-- Opening Marker --

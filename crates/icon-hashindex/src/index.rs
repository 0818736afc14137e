//! The catalog hash index: build, persist, load, and radius-query over
//! every (icon file x overlay) perceptual hash pair.

use std::collections::HashMap;
use std::path::{Path, PathBuf};

use chrono::Utc;
use icon_model::{CatalogEntry, CatalogKey, CatalogMetadata, Hash64, HashKind, MaskType, OverlayName};
use image::RgbImage;
use md5::Digest as _;
use rayon::prelude::*;
use serde::{Deserialize, Serialize};
use tracing::{debug, info, warn};

use crate::bktree::BkTree;
use crate::error::{HashIndexError, HashIndexNotFoundError};

/// Per-icon metadata an icon-file-metadata provider hands back to the
/// index builder, merged into each of that file's six overlay entries.
#[derive(Debug, Clone, Default)]
pub struct IconFileMetadata {
    pub image_category: String,
    pub item_name: String,
    pub cargo_type: Option<String>,
    pub cargo_item_name: Option<String>,
    pub cargo_filters: HashMap<String, String>,
}

/// Supplies the metadata the hash index cannot derive from pixels alone
/// (category, display name, wiki cargo filters). Kept as a trait so this
/// crate never depends on the `image_cache.json` companion-file reader
/// that lives alongside the `CargoCatalog` collaborator.
pub trait IconMetadataSource: Send + Sync {
    fn metadata_for(&self, relative_path: &str) -> Option<IconFileMetadata>;
}

/// Tunables for the mask-then-resize-then-hash pipeline.
#[derive(Debug, Clone, Copy)]
pub struct HashOptions {
    pub match_width: u32,
    pub match_height: u32,
}

impl Default for HashOptions {
    fn default() -> Self {
        Self { match_width: 16, match_height: 16 }
    }
}

/// Hashes an already-masked ROI: resize to the fixed match size, then
/// compute both pHash and dHash.
pub fn hash_roi(roi: &RgbImage, options: HashOptions) -> (Hash64, Hash64) {
    let resized = icon_imaging::resize_exact(roi, options.match_width, options.match_height);
    (icon_imaging::compute_phash(&resized), icon_imaging::compute_dhash(&resized))
}

#[derive(Debug, Serialize, Deserialize)]
struct HashIndexDocument {
    generated: String,
    hashes: HashMap<String, CatalogEntry>,
}

/// A comma-separated metadata filter, evaluated per "Query":
/// `Any` means "any of these values", `None` (no filter applied, absence
/// required) lives as the outer `Option` in [`Filters`].
#[derive(Debug, Clone)]
pub enum FieldFilter {
    /// Comma-separated "any of" list.
    AnyOf(Vec<String>),
    /// Leading `!`: "none of" this comma-separated list.
    NoneOf(Vec<String>),
    /// The field must be absent.
    Absent,
}

impl FieldFilter {
    pub fn parse(spec: &str) -> FieldFilter {
        if let Some(rest) = spec.strip_prefix('!') {
            FieldFilter::NoneOf(rest.split(',').map(str::trim).map(str::to_string).collect())
        } else {
            FieldFilter::AnyOf(spec.split(',').map(str::trim).map(str::to_string).collect())
        }
    }

    fn matches(&self, value: Option<&str>) -> bool {
        match self {
            FieldFilter::Absent => value.is_none(),
            FieldFilter::AnyOf(values) => value.is_some_and(|v| values.iter().any(|x| x == v)),
            FieldFilter::NoneOf(values) => value.is_none_or(|v| values.iter().all(|x| x != v)),
        }
    }
}

pub type Filters = HashMap<String, FieldFilter>;

fn metadata_field<'a>(metadata: &'a CatalogMetadata, field: &str) -> Option<&'a str> {
    match field {
        "image_path" => Some(metadata.image_path.as_str()),
        "image_filename" => Some(metadata.image_filename.as_str()),
        "image_category" => Some(metadata.image_category.as_str()),
        "overlay_name" => Some(metadata.overlay_name.as_str()),
        "cargo_type" => metadata.cargo_type.as_deref(),
        "cargo_item_name" => metadata.cargo_item_name.as_deref(),
        "item_name" => Some(metadata.item_name.as_str()),
        _ => metadata.cargo_filters.get(field).map(String::as_str),
    }
}

fn passes_filters(metadata: &CatalogMetadata, filters: &Filters) -> bool {
    filters.iter().all(|(field, filter)| filter.matches(metadata_field(metadata, field)))
}

/// One aggregated query hit: several catalog entries collapse into one
/// result whenever their source files share an MD5.
#[derive(Debug, Clone)]
pub struct QueryHit {
    pub file_path: String,
    pub distance: u32,
    /// Overlay variant that produced `distance`, i.e. the `metadata_list`
    /// entry with the closest hash to the query.
    pub best_overlay: Option<OverlayName>,
    pub metadata_list: Vec<CatalogMetadata>,
}

/// Owns the catalog entries and one BK-tree per hash kind.
pub struct HashIndex {
    entries: HashMap<CatalogKey, CatalogEntry>,
    phash_tree: BkTree,
    dhash_tree: BkTree,
    /// Reverse index from a stored hash value to the catalog keys that
    /// carry it, one map per hash kind, so `find_similar` doesn't have to
    /// linearly rescan every entry for each BK-tree hit.
    phash_lookup: HashMap<Hash64, Vec<CatalogKey>>,
    dhash_lookup: HashMap<Hash64, Vec<CatalogKey>>,
}

impl HashIndex {
    pub fn new() -> Self {
        Self {
            entries: HashMap::new(),
            phash_tree: BkTree::new(),
            dhash_tree: BkTree::new(),
            phash_lookup: HashMap::new(),
            dhash_lookup: HashMap::new(),
        }
    }

    pub fn len(&self) -> usize {
        self.entries.len()
    }

    pub fn is_empty(&self) -> bool {
        self.entries.is_empty()
    }

    /// Walks every PNG under `icon_root`, blends each of the six overlays
    /// on, masks, and hashes it, merging metadata from `metadata_source`.
    /// Overlay-hash computation failures fail the whole build atomically:
    /// no entries are committed until every file succeeds.
    pub fn build(
        icon_root: &Path,
        overlays: &HashMap<OverlayName, image::RgbaImage>,
        metadata_source: &dyn IconMetadataSource,
        options: HashOptions,
    ) -> Result<Self, HashIndexError> {
        let files = discover_png_files(icon_root);
        info!(count = files.len(), root = %icon_root.display(), "scanning icon catalog");

        let built: Vec<Vec<CatalogEntry>> = files
            .par_iter()
            .map(|path| build_entries_for_file(icon_root, path, overlays, metadata_source, options))
            .collect::<Result<_, _>>()?;

        let mut index = HashIndex::new();
        for entries in built {
            for entry in entries {
                index.insert(entry);
            }
        }
        info!(entries = index.len(), "hash index built");
        Ok(index)
    }

    fn insert(&mut self, entry: CatalogEntry) {
        self.phash_tree.insert(entry.phash);
        self.dhash_tree.insert(entry.dhash);
        self.phash_lookup.entry(entry.phash).or_default().push(entry.key.clone());
        self.dhash_lookup.entry(entry.dhash).or_default().push(entry.key.clone());
        self.entries.insert(entry.key.clone(), entry);
    }

    pub fn load(path: &Path) -> Result<Self, HashIndexError> {
        if !path.exists() {
            return Err(HashIndexNotFoundError(path.to_path_buf()).into());
        }
        let text = std::fs::read_to_string(path).map_err(|source| HashIndexError::Io { path: path.to_path_buf(), source })?;
        let document: HashIndexDocument = serde_json::from_str(&text)?;

        let mut index = HashIndex::new();
        for (_key, entry) in document.hashes {
            index.insert(entry);
        }
        debug!(entries = index.len(), generated = %document.generated, "loaded hash index");
        Ok(index)
    }

    pub fn persist(&self, path: &Path) -> Result<(), HashIndexError> {
        let hashes: HashMap<String, CatalogEntry> =
            self.entries.iter().map(|(k, v)| (k.0.clone(), v.clone())).collect();
        let document = HashIndexDocument { generated: Utc::now().to_rfc3339(), hashes };
        let text = serde_json::to_string_pretty(&document)?;
        std::fs::write(path, text).map_err(|source| HashIndexError::Io { path: path.to_path_buf(), source })?;
        Ok(())
    }

    /// Radius search for `hash_kind`, aggregated by MD5 and filtered by
    /// metadata. `top_n` truncates after aggregation and sorting by
    /// ascending distance.
    pub fn find_similar(
        &self,
        hash_kind: HashKind,
        target: Hash64,
        max_distance: u32,
        top_n: Option<usize>,
        filters: Option<&Filters>,
    ) -> Vec<QueryHit> {
        let (tree, lookup) = match hash_kind {
            HashKind::PHash => (&self.phash_tree, &self.phash_lookup),
            HashKind::DHash => (&self.dhash_tree, &self.dhash_lookup),
        };
        let hits = tree.find_within(target, max_distance);
        if hits.is_empty() {
            return Vec::new();
        }

        // Map every matching hash back to its entries via the reverse
        // index (several catalog keys can share a hash value), filter,
        // then aggregate by MD5.
        let mut by_md5: HashMap<String, (String, u32, Option<OverlayName>, Vec<CatalogMetadata>)> = HashMap::new();
        for (hash, distance) in hits {
            let Some(keys) = lookup.get(&hash) else { continue };
            for key in keys {
                let Some(entry) = self.entries.get(key) else { continue };
                if let Some(filters) = filters {
                    if !passes_filters(&entry.metadata, filters) {
                        continue;
                    }
                }
                let bucket = by_md5.entry(entry.file_md5.clone()).or_insert_with(|| {
                    (entry.metadata.image_path.clone(), distance, None, Vec::new())
                });
                if distance <= bucket.1 {
                    bucket.1 = distance;
                    bucket.2 = Some(entry.metadata.overlay_name);
                }
                bucket.3.push(entry.metadata.clone());
            }
        }

        let mut results: Vec<QueryHit> = by_md5
            .into_values()
            .map(|(file_path, distance, best_overlay, metadata_list)| {
                QueryHit { file_path, distance, best_overlay, metadata_list }
            })
            .collect();
        results.sort_by_key(|hit| hit.distance);
        if let Some(top_n) = top_n {
            results.truncate(top_n);
        }
        results
    }
}

impl Default for HashIndex {
    fn default() -> Self {
        Self::new()
    }
}

fn discover_png_files(root: &Path) -> Vec<PathBuf> {
    walkdir::WalkDir::new(root)
        .into_iter()
        .filter_map(|entry| entry.ok())
        .filter(|entry| entry.file_type().is_file())
        .filter(|entry| entry.path().extension().is_some_and(|ext| ext.eq_ignore_ascii_case("png")))
        .map(|entry| entry.path().to_path_buf())
        .collect()
}

fn build_entries_for_file(
    icon_root: &Path,
    path: &Path,
    overlays: &HashMap<OverlayName, image::RgbaImage>,
    metadata_source: &dyn IconMetadataSource,
    options: HashOptions,
) -> Result<Vec<CatalogEntry>, HashIndexError> {
    let relative_path = path
        .strip_prefix(icon_root)
        .unwrap_or(path)
        .to_string_lossy()
        .replace('\\', "/");

    let bytes = std::fs::read(path).map_err(|source| HashIndexError::Io { path: path.to_path_buf(), source })?;
    let md5 = format!("{:x}", md5::Md5::digest(&bytes));
    let file_mtime = std::fs::metadata(path)
        .and_then(|m| m.modified())
        .ok()
        .and_then(|t| t.duration_since(std::time::UNIX_EPOCH).ok())
        .map(|d| d.as_secs_f64())
        .unwrap_or(0.0);

    let base = image::load_from_memory(&bytes)
        .map_err(|source| icon_model::ImageProcessingError::Decode { path: path.to_path_buf(), source })?
        .to_rgb8();

    let file_metadata = metadata_source.metadata_for(&relative_path).unwrap_or_default();
    let mask_type = MaskType::for_category(&file_metadata.image_category);
    let image_filename = path.file_name().map(|n| n.to_string_lossy().to_string()).unwrap_or_default();

    let mut entries = Vec::with_capacity(OverlayName::ALL.len());
    for overlay in OverlayName::ALL {
        let blended = match overlays.get(&overlay) {
            Some(overlay_image) => icon_imaging::alpha_blend(&base, overlay_image),
            None if overlay == OverlayName::Common => base.clone(),
            None => {
                warn!(overlay = overlay.as_str(), path = %path.display(), "no overlay image available, skipping");
                continue;
            }
        };
        let masked = icon_imaging::apply_mask(&blended, mask_type);
        let (phash, dhash) = hash_roi(&masked, options);

        entries.push(CatalogEntry {
            key: CatalogKey::new(&relative_path, overlay),
            phash,
            dhash,
            file_mtime,
            file_md5: md5.clone(),
            metadata: CatalogMetadata {
                image_path: relative_path.clone(),
                image_filename: image_filename.clone(),
                image_category: file_metadata.image_category.clone(),
                overlay_name: overlay,
                cargo_type: file_metadata.cargo_type.clone(),
                cargo_item_name: file_metadata.cargo_item_name.clone(),
                cargo_filters: file_metadata.cargo_filters.clone(),
                item_name: file_metadata.item_name.clone(),
                mask_type,
            },
        });
    }

    Ok(entries)
}

#[cfg(test)]
mod tests {
    use super::*;

    struct EmptyMetadata;
    impl IconMetadataSource for EmptyMetadata {
        fn metadata_for(&self, _relative_path: &str) -> Option<IconFileMetadata> {
            Some(IconFileMetadata { image_category: "space/ship/deflector".to_string(), item_name: "Test Item".to_string(), ..Default::default() })
        }
    }

    #[test]
    fn field_filter_any_of_matches_listed_values() {
        let filter = FieldFilter::parse("rare,epic");
        assert!(filter.matches(Some("epic")));
        assert!(!filter.matches(Some("common")));
    }

    #[test]
    fn field_filter_none_of_excludes_listed_values() {
        let filter = FieldFilter::parse("!rare,epic");
        assert!(filter.matches(Some("common")));
        assert!(!filter.matches(Some("rare")));
    }

    #[test]
    fn field_filter_absent_requires_missing_value() {
        let filter = FieldFilter::Absent;
        assert!(filter.matches(None));
        assert!(!filter.matches(Some("anything")));
    }

    #[test]
    fn build_from_empty_directory_yields_empty_index() {
        let dir = tempfile::tempdir().unwrap();
        let overlays = HashMap::new();
        let index = HashIndex::build(dir.path(), &overlays, &EmptyMetadata, HashOptions::default()).unwrap();
        assert!(index.is_empty());
    }

    #[test]
    fn persist_and_load_round_trips_entries() {
        let dir = tempfile::tempdir().unwrap();
        let icon_path = dir.path().join("icon.png");
        image::RgbImage::from_pixel(32, 32, image::Rgb([10, 20, 30]))
            .save(&icon_path)
            .unwrap();

        let overlays = HashMap::new();
        let index = HashIndex::build(dir.path(), &overlays, &EmptyMetadata, HashOptions::default()).unwrap();
        assert_eq!(index.len(), 1); // only the "common" overlay, since no overlay images were supplied

        let index_path = dir.path().join("index.json");
        index.persist(&index_path).unwrap();
        let reloaded = HashIndex::load(&index_path).unwrap();
        assert_eq!(reloaded.len(), index.len());
    }

    #[test]
    fn load_of_missing_file_is_not_found_error() {
        let dir = tempfile::tempdir().unwrap();
        let missing = dir.path().join("missing.json");
        let err = HashIndex::load(&missing).unwrap_err();
        assert!(matches!(err, HashIndexError::NotFound(_)));
    }
}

-- Closing Marker --

▶ _What is expected_: Would you please copy every line in the data that contains the word "this"?

▶ _Result of the exercise_:
/// (category, display name, wiki cargo filters). Kept as a trait so this
    /// Leading `!`: "none of" this comma-separated list.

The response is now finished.